台湾のチップメーカーであるElan Microelectronicsは、「iPhone」や「iPod touch」、さらには発売が迫る「iPad」などの複数の製品で採用されているマルチタッチ技術をめぐり、Appleを提訴した。
Elan Microelectronicsは米国時間3月30日、「同時に2本以上の指の存在を感知する能力を有するタッチ感応式の入力デバイス」に関する同社の保有特許をAppleによって侵害されたとして、米国際貿易委員会(ITC)に訴状を提出した。
Elan Microelectronicsは、iPhone、iPod touch、「MacBook」と「Magic Mouse」の4製品が、同社の保有する第5,825,352号の特許を侵害していると主張しており、4月3日に発売されると、iPadも同特許を侵害する製品になると語っている。同社は、この5製品を米国内に輸入して販売できないようにする差し止め命令を、ITCに対して求めている。
同社は3月30日に声明を出して「Appleが進める特許侵害行為に対し、特許権の保護に継続的に取り組むわれわれの努力の一環で、ITCに訴状を提出するステップへと踏み出すことになった。ITCにおける手続きは、われわれが特許を行使する上で迅速かつ効果的な手法を提供するものになる」と述べた。

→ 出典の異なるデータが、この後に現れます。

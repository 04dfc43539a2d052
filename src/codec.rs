use log::debug;

use crate::cipher::{BlockCipher, CipherEnvelope};
use crate::err::Result;
use crate::parser::{StructureParser, parse_structure};
use crate::settings::CodecSettings;
use crate::spec_resolver::SpecResolver;
use crate::store::DataStore;
use crate::structure_spec::StructureSpec;
use crate::writer::{StructureWriter, write_structure};

/// Entry point binding a spec resolver to a set of [`CodecSettings`].
///
/// ```
/// use structcodec::{InMemorySpecResolver, StructureCodec};
///
/// let resolver = InMemorySpecResolver::new().with_spec(
///     "header",
///     r#"[{ "name": "tag", "kind": "Text", "size": 4 }]"#,
/// );
/// let codec = StructureCodec::new(resolver);
///
/// let store = codec.parse(b"MAP4", "header").unwrap();
/// assert_eq!(store.get_text("tag"), Some("MAP4"));
/// assert_eq!(codec.write(&store, "header").unwrap(), b"MAP4");
/// ```
#[derive(Debug, Clone)]
pub struct StructureCodec<R> {
    resolver: R,
    settings: CodecSettings,
}

impl<R: SpecResolver> StructureCodec<R> {
    pub fn new(resolver: R) -> Self {
        StructureCodec {
            resolver,
            settings: CodecSettings::default(),
        }
    }

    pub fn with_configuration(mut self, settings: CodecSettings) -> Self {
        self.settings = settings;
        self
    }

    pub fn settings(&self) -> &CodecSettings {
        &self.settings
    }

    pub fn load_spec(&self, spec_id: &str) -> Result<StructureSpec> {
        let contents = self.resolver.resolve(spec_id)?;
        StructureSpec::from_json_slice(spec_id, &contents)
    }

    pub fn parse(&self, bytes: &[u8], spec_id: &str) -> Result<DataStore> {
        let spec = self.load_spec(spec_id)?;
        parse_structure(bytes, &spec, &self.settings)
    }

    pub fn write(&self, store: &DataStore, spec_id: &str) -> Result<Vec<u8>> {
        let spec = self.load_spec(spec_id)?;
        write_structure(store, &spec, &self.settings)
    }

    pub fn parse_with<P: StructureParser>(
        &self,
        parser: &P,
        bytes: &[u8],
        spec_id: &str,
    ) -> Result<P::Output> {
        let spec = self.load_spec(spec_id)?;
        parser.parse(bytes, &spec, &self.settings)
    }

    pub fn write_with<W: StructureWriter>(
        &self,
        writer: &W,
        input: &W::Input,
        spec_id: &str,
    ) -> Result<Vec<u8>> {
        let spec = self.load_spec(spec_id)?;
        writer.write(input, &spec, &self.settings)
    }

    /// Decrypt, then parse. Misaligned input fails before the spec is even loaded.
    pub fn parse_encrypted<C: BlockCipher>(
        &self,
        bytes: &[u8],
        spec_id: &str,
        envelope: &CipherEnvelope<C>,
    ) -> Result<DataStore> {
        let plain = envelope.decrypt(bytes)?;
        debug!("Decrypted {} bytes ({:?})", plain.len(), envelope.mode());
        self.parse(&plain, spec_id)
    }

    pub fn write_encrypted<C: BlockCipher>(
        &self,
        store: &DataStore,
        spec_id: &str,
        envelope: &CipherEnvelope<C>,
    ) -> Result<Vec<u8>> {
        let plain = self.write(store, spec_id)?;
        Ok(envelope.encrypt(&plain)?)
    }
}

この件に関してAppleにコメントを求めたものの、現時点では回答が得られていない。
Elan Microelectronicsは、同社の保有する特許が「これから登場するいかなるマルチタッチアプリケーションでも実装可能な複数の指の動きを検出する基本的な特許」であるため、同特許の行使を求めていることを明らかにしている。
同社は、これまでにも同特許権の保護を求めて争い、成功例がある。同社は2008年に米連邦地方裁判所にてSynapticsを提訴し、Synapticsの複数のタッチ対応製品が、Elan Microelectronicsの保有特許を侵害しているとの判断が示された。結局のところ、両社はライセンス契約を結ぶことで合意に至っている。
Appleが同様の理由で他の携帯電話メーカーを提訴したところであることを考えると、マルチタッチに関する特許をめぐって同社が訴えられたのは皮肉なことでもある。Appleは、iPhoneのグラフィカルインターフェースおよびソフトウェアに関連した20件の特許を侵害しているとして、HTCを提訴し、ITCに訴状を提出した。